Wellness-Massage

Die Wellness-Massage soll Verhärtungen der Muskulatur lösen helfen sowie gegen Verspannungen wirken. Diese Therapie wird sogar eingesetzt um Schmerzen zu lindern, die durch solche Verspannungen und Verhärtungen überhaupt erst entstanden sind. Meist betreffen solche Beschwerden den Nacken- und Schulterbereich, daher gehören diese Bereiche auch zu denjenigen, bei denen eine Wellness-Massage am häufigsten angewendet wird. Unter den Therapeuten wird auch davon gesprochen, dass die Muskeln verklebt sind. Diese Verklebungen sollen gelockert werden, in dem die Wellness-Massage angewendet wird. Damit wird erreicht, dass sich die einzelnen Muskelstränge wieder frei bewegen können und somit keine Verspannungen oder gar Schmerzen mehr auftreten. Die Wellness-Massage wird von vielen aber als recht anstrengend empfunden, weil dabei die gesamte Durchblutung angeregt wird. Daher wird auch empfohlen, nach der Wellness-Massage eine halbe Stunde lang nachzuruhen, damit sich der Körper entspannen kann und die Massage ihre ganze Kraft und Wirkung entfalten kann.

Für wen ist die Wellness-Massage geeignet?

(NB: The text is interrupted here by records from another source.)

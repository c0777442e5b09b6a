//! Scalar `f32` filtering helpers shared by the flow estimator and the
//! SSIM scorer.
//!
//! All filters operate on row-major buffers with explicit geometry and use
//! edge replication at the borders.

/// Normalized 1-D Gaussian kernel over `[-radius, radius]`.
pub(crate) fn gaussian_kernel(sigma: f32, radius: usize) -> Vec<f32> {
    let sigma = sigma.max(1e-3);
    let denom = 2.0 * sigma * sigma;
    let mut kernel: Vec<f32> = (0..=2 * radius)
        .map(|i| {
            let d = i as f32 - radius as f32;
            (-d * d / denom).exp()
        })
        .collect();
    let sum: f32 = kernel.iter().sum();
    for w in &mut kernel {
        *w /= sum;
    }
    kernel
}

/// Separable convolution with the same 1-D kernel along both axes.
pub(crate) fn convolve_separable(
    src: &[f32],
    width: usize,
    height: usize,
    kernel: &[f32],
) -> Vec<f32> {
    let tmp = convolve_rows(src, width, height, kernel);
    convolve_cols(&tmp, width, height, kernel)
}

pub(crate) fn convolve_rows(src: &[f32], width: usize, height: usize, kernel: &[f32]) -> Vec<f32> {
    let radius = kernel.len() / 2;
    let mut out = vec![0.0f32; src.len()];
    for y in 0..height {
        let row = &src[y * width..(y + 1) * width];
        let out_row = &mut out[y * width..(y + 1) * width];
        for x in 0..width {
            let mut acc = 0.0f32;
            for (k, &w) in kernel.iter().enumerate() {
                let sx = clamp_index(x as isize + k as isize - radius as isize, width);
                acc += w * row[sx];
            }
            out_row[x] = acc;
        }
    }
    out
}

pub(crate) fn convolve_cols(src: &[f32], width: usize, height: usize, kernel: &[f32]) -> Vec<f32> {
    let radius = kernel.len() / 2;
    let mut out = vec![0.0f32; src.len()];
    for y in 0..height {
        for x in 0..width {
            let mut acc = 0.0f32;
            for (k, &w) in kernel.iter().enumerate() {
                let sy = clamp_index(y as isize + k as isize - radius as isize, height);
                acc += w * src[sy * width + x];
            }
            out[y * width + x] = acc;
        }
    }
    out
}

/// Mean filter over a `(2*radius + 1)` square window, separable passes.
pub(crate) fn box_blur(src: &[f32], width: usize, height: usize, radius: usize) -> Vec<f32> {
    if radius == 0 {
        return src.to_vec();
    }
    let kernel = vec![1.0 / (2 * radius + 1) as f32; 2 * radius + 1];
    convolve_separable(src, width, height, &kernel)
}

/// Bilinear resize of a row-major buffer to a new geometry.
pub(crate) fn resize_bilinear(
    src: &[f32],
    src_width: usize,
    src_height: usize,
    dst_width: usize,
    dst_height: usize,
) -> Vec<f32> {
    let mut out = vec![0.0f32; dst_width * dst_height];
    let sx = src_width as f32 / dst_width as f32;
    let sy = src_height as f32 / dst_height as f32;
    for y in 0..dst_height {
        let fy = ((y as f32 + 0.5) * sy - 0.5).clamp(0.0, src_height as f32 - 1.0);
        let y0 = fy.floor() as usize;
        let y1 = (y0 + 1).min(src_height - 1);
        let wy = fy - y0 as f32;
        for x in 0..dst_width {
            let fx = ((x as f32 + 0.5) * sx - 0.5).clamp(0.0, src_width as f32 - 1.0);
            let x0 = fx.floor() as usize;
            let x1 = (x0 + 1).min(src_width - 1);
            let wx = fx - x0 as f32;

            let top = src[y0 * src_width + x0] * (1.0 - wx) + src[y0 * src_width + x1] * wx;
            let bot = src[y1 * src_width + x0] * (1.0 - wx) + src[y1 * src_width + x1] * wx;
            out[y * dst_width + x] = top * (1.0 - wy) + bot * wy;
        }
    }
    out
}

fn clamp_index(idx: isize, len: usize) -> usize {
    idx.clamp(0, len as isize - 1) as usize
}
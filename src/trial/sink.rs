//! Persistence boundary for trial results.

use std::fs::File;
use std::io::{BufWriter, Write};
use std::path::{Path, PathBuf};

use crate::plane::RasterImage;
use crate::util::{RaincastError, RaincastResult};

/// Filename columns appended after the algorithm's own columns.
pub const FILENAME_COLUMNS: [&str; 3] = ["image_1", "image_2", "image_test"];

/// The unit persisted per (parameter set, image triple) evaluation.
///
/// `cells` carries the algorithm's rendered row (mnemonic, parameters,
/// scores); `sources` names the triple it was evaluated on. Written once,
/// never mutated.
#[derive(Clone, Debug)]
pub struct TrialRecord {
    /// Rendered cells, matching the algorithm's column description.
    pub cells: Vec<String>,
    /// Paths of the two input images and the test image.
    pub sources: [PathBuf; 3],
}

/// Receives everything a sweep persists.
///
/// Row failures are fatal to the sweep; image failures are reported to the
/// trial loop, which logs and continues.
pub trait ResultSink {
    /// Writes the single header row.
    fn write_header(&mut self, columns: &[&'static str]) -> RaincastResult<()>;

    /// Appends one result row.
    fn write_row(&mut self, record: &TrialRecord) -> RaincastResult<()>;

    /// Persists a composite image for `(triple_index, trial)`.
    fn write_image(
        &mut self,
        triple_index: usize,
        trial: u64,
        composite: &RasterImage,
    ) -> RaincastResult<()>;

    /// Flushes and closes the sink. Called exactly once per sweep.
    fn finalize(&mut self) -> RaincastResult<()>;
}

/// Buffered comma-delimited row sink; composite images are not persisted.
pub struct CsvSink {
    path: PathBuf,
    writer: BufWriter<File>,
}

impl CsvSink {
    /// Creates (truncates) the delimited output file.
    pub fn create(path: &Path) -> RaincastResult<Self> {
        let file = File::create(path).map_err(|source| RaincastError::OutputOpen {
            path: path.to_path_buf(),
            source,
        })?;
        Ok(Self {
            path: path.to_path_buf(),
            writer: BufWriter::new(file),
        })
    }

    /// Path of the delimited output file.
    pub fn path(&self) -> &Path {
        &self.path
    }

    fn write_line(&mut self, cells: impl Iterator<Item = String>) -> RaincastResult<()> {
        let line = cells.collect::<Vec<_>>().join(",");
        writeln!(self.writer, "{line}").map_err(|err| RaincastError::OutputWrite {
            path: self.path.clone(),
            reason: err.to_string(),
        })
    }
}

impl ResultSink for CsvSink {
    fn write_header(&mut self, columns: &[&'static str]) -> RaincastResult<()> {
        let cells = columns
            .iter()
            .chain(FILENAME_COLUMNS.iter())
            .map(|c| c.to_string());
        self.write_line(cells)
    }

    fn write_row(&mut self, record: &TrialRecord) -> RaincastResult<()> {
        let cells = record.cells.iter().cloned().chain(
            record
                .sources
                .iter()
                .map(|p| p.display().to_string()),
        );
        self.write_line(cells)
    }

    fn write_image(
        &mut self,
        _triple_index: usize,
        _trial: u64,
        _composite: &RasterImage,
    ) -> RaincastResult<()> {
        Ok(())
    }

    fn finalize(&mut self) -> RaincastResult<()> {
        self.writer.flush().map_err(|err| RaincastError::OutputWrite {
            path: self.path.clone(),
            reason: err.to_string(),
        })
    }
}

Die Wellness-Massage ist für jedermann geeignet, vor allem für die Menschen, die sich von Stress und Anspannungen erholen möchten. Sie erreichen damit eine Ruhe und Entspannung im ganzen Körper. Der Puls und der Blutdruck werden gesenkt und Stresshormone im Blut werden abgebaut. Die Wellness-Massage hat daher auch für die Menschen positive Auswirkungen, die sich nur schwer konzentrieren können. Zudem bewirkt sie einen besseren Schlaf. Die Wellness-Massage soll des Weiteren das Nervensystem beruhigen und den Stoffwechsel anregen. Insgesamt lässt sich also sagen, dass die Wellness-Massage einen positiven Effekt auf den ganzen Körper hat. Wer unter innerer Unruhe oder Schlaflosigkeit leidet, sollte die Wellness-Massage unbedingt einmal ausprobieren.

Woher kommt die Wellness-Massage?

Massagen gibt es schon seit viel mehr als nur 2000 Jahren. Die gesundheitlich fördernden Aspekte wurden schon von den Chinesen, Ägyptern und Persern erkannt und so wurden die Massagen gezielt eingesetzt.
Im 18. Und 19. Jahrhundert wurde das Wissen um die Massage wieder neu entdeckt und fand auch in Europa rasch Verbreitung. Schon bald änderten sich die eingesetzten Methoden und es kamen neuen Techniken hinzu. In dem Zuge entwickelte sich auch die Wellness-Massage.

Das Besondere an der Wellness-Massage

Die Wellness-Massage ist keine Massage im medizinischen Sinne, wie das bei verschiedenen anderen Techniken der Fall ist. Daher gehört sie auch nicht in den Bereich der Schulmedizin, sondern zu den alternativen Heilmethoden. Viele Masseure behandeln gerade bei der Wellness-Massage nicht nur einen Teil des Körpers, der eben gerade von Schmerzen oder Unwohlsein betroffen ist, sondern sehen den Körper und die Seele als Einheit an. Daher auch die oben bereits angesprochenen neuen Formen der Wellness-Massage, bei der zum Beispiel Musik oder Düfte eingesetzt werden. So kann sich nicht nur der Körper entspannen, sondern auch der Geist findet Ruhe und kann sich erholen. Vor allem die Menschen, die im Beruf oder im Alltag starkem Stress ausgesetzt sind, können sich mit der Wellness-Massage etwas Gutes tun. Dabei werden verschiedenen Grifftechniken eingesetzt, die aus der traditionellen Massage stammen und die dann aber abgewandelt werden. Hier geht alles über Streichungen, Kneten, Klopfen und Drücken, was dem Behandelten ein absolutes Wohlbefinden beschert.
Wenn Körper und Geist im Einklang sind, dann ist der Mensch auch weitaus leistungsfähiger und kann den Gegebenheiten des Alltags gelassener gegenüber treten.
Eine Wellness-Massage kann daher einige Zeit in Anspruch nehmen und es sollte nicht bei einer Behandlung bleiben. Mehrere Sitzungen in einer Serie sind hier empfehlenswert.